Written by  JACK JACKMAN

            

Small cover image. The book cover is in matt pale blues, aqua/turquoise, with a near diamond pointed middle section that extends to points north and south and with flat sides east to west. Within and central is the books title, above is Maisie and her father in the antarctic and below is an ornate compass in red and orange. in the outer quadrants/corners, from top left clockwise appears a skidoo, a plummeting, orangey coloured plane with smoking engine, a brown seal looking left, and three penguins looking right. The authors name appears in gold within a pale creamy box between along the bottom. All of the above appear in a small scalloped white and gold band set in from the book edge.

      
                                      
An Adventure Book Review by Erin the Literary Cat©, International Book Reviewer.


Hello, and welcome to my latest Read & Review, featuring this week a chilling Antarctic adventure in Middle-Grade Fiction.

Without further ado, and with my trusty housekeeper, Mrs H, standing poised beside a team of huskies and sledge with a tube of seal repellant in hand, let's shout MUSH and launch off into first-in-series review of a blindingly brilliant adventure . . .


Large book cover image. The book cover is in matt pale blues, aqua/turquoise, with a near diamond pointed middle section that extends to points north and south and with flat sides east to west. Within and central is the books title, above is Maisie and her father in the antarctic and below is an ornate compass in red and orange. in the outer quadrants/corners, from top left clockwise appears a skidoo, a plummeting, orangey coloured plane with smoking engine, a brown seal looking left, and three penguins looking right. The authors name appears in gold within a pale creamy box between along the bottom. All of the above appear in a small scalloped white and gold band set in from the book edge.


 

AUTHOR:  Jack Jackman

 

Illustrations by: Marco Guadalupi

 

Published by:  Nosy Crow

 

Publication date Paperback: 10 October 2024

 

Paperback 13 digit ISBN:  978-1805131359


UK Cover price for Paperback:  £7.99


Amazon KINDLE price:  £6.98

 

Pages: 256

 

Age range:  8-12 and upwards


Any dogs or cats? No, a few other beasties from the Antarctic waste and waters.

 

 

SPOILER ALERT


Yes, as to plot direction and characters.

 

 

Thank you to... 


We are exceedingly grateful to Hannah Prutton, Nosy Crow Publishers, and Net Galley for offering us this fantastic adventure for our Read & Review. 

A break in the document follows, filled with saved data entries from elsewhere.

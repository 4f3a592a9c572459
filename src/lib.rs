// SPDX-License-Identifier: MPL-2.0
// This Source Code Form is subject to the terms of the Mozilla Public
// License, v. 2.0. If a copy of the MPL was not distributed with this
// file, You can obtain one at https://mozilla.org/MPL/2.0/.

//! `emitter_lib` - In-process async event emitters with hierarchical event categories.
//!
//! Objects that own an [`Emitter`] broadcast [`Event`] values; independently
//! registered callbacks are notified asynchronously on a tokio runtime.
//! Listeners on a broad category automatically receive events of every
//! narrower category below it.
//!
//! # Concepts
//!
//! - **Categories**: a DAG declared up front through
//!   [`HierarchyBuilder`](category::HierarchyBuilder). Multiple parents are
//!   allowed; cycles are rejected when the hierarchy is built.
//! - **Events**: one emitted occurrence of a category, carrying an optional
//!   payload and the identity of the emitter that produced it.
//! - **Subscriptions**: one callback registered for one category on one
//!   emitter. Unsubscribing is idempotent and stops future deliveries only.
//! - **Proxies**: an emitter can re-emit everything another emitter emits,
//!   keeping each event's original target.
//!
//! # Delivery model
//!
//! [`Emitter::emit`] computes the matching subscriptions, spawns one task per
//! subscription on the emitter's runtime handle, and returns. It never waits
//! for callbacks. A callback that panics only fails its own task. There is no
//! ordering guarantee between subscriptions, and no timeout: a synchronous
//! callback that never returns blocks the worker thread it runs on.
//!
//! # Quick Start
//!
//! ```
//! use emitter_lib::Emitter;
//! use emitter_lib::category::HierarchyBuilder;
//! use emitter_lib::event::Event;
//!
//! #[tokio::main(flavor = "current_thread")]
//! async fn main() -> emitter_lib::Result<()> {
//!     let hierarchy = HierarchyBuilder::new("BaseEvent")
//!         .category("ConnectionOpened", &[])
//!         .category("ConnectionClosed", &[])
//!         .build()?;
//!     let opened = hierarchy.lookup("ConnectionOpened").unwrap();
//!
//!     let connection = Emitter::new(hierarchy.clone(), tokio::runtime::Handle::current());
//!
//!     // Broad listener: receives every event.
//!     let (tx, mut rx) = tokio::sync::mpsc::unbounded_channel();
//!     let subscription = connection.listen(hierarchy.root(), move |event| {
//!         let _ = tx.send(event);
//!     })?;
//!
//!     // Async listener for one category.
//!     connection.listen_async(opened, |event| async move {
//!         println!("opened by {:?}", event.target());
//!     })?;
//!
//!     connection.emit(Event::new(opened))?;
//!     let event = rx.recv().await.unwrap();
//!     assert_eq!(event.target(), Some(connection.id()));
//!
//!     subscription.unsubscribe();
//!     Ok(())
//! }
//! ```

pub mod category;
mod emitter;
pub mod error;
pub mod event;
pub mod subscription;

pub use category::{CategoryHierarchy, EventCategory, HierarchyBuilder, HierarchyDefinition};
pub use emitter::{Emitter, EmitterBuilder};
pub use error::{Error, HierarchyError, Result};
pub use event::{EmitterId, Event};
pub use subscription::{Callback, Subscribable, Subscription, SubscriptionId, SubscriptionScope};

As ever, our views are our own, and we only share reviews of books we have bought, received as gifts, or received in exchange for an impartial review.


First and foremost, the books we review are those we select to read, like, and feel our global readers deserve to know about and that we hope they, their family, friends and students will enjoy.

 

The plot


BANG!  That's how we are thrown into Maisie's adventure, and for three stunning, breath-freezing pages, Maisie recounts her plight. How the Spanish-speaking pilot, Guillermo, is slumped over and her boring jigsaw-loving father, who has never piloted a plane, even though he has written a book on How to Crash Land a Plane, is fighting at the controls of a light aircraft as it plunges to certain death and disaster. 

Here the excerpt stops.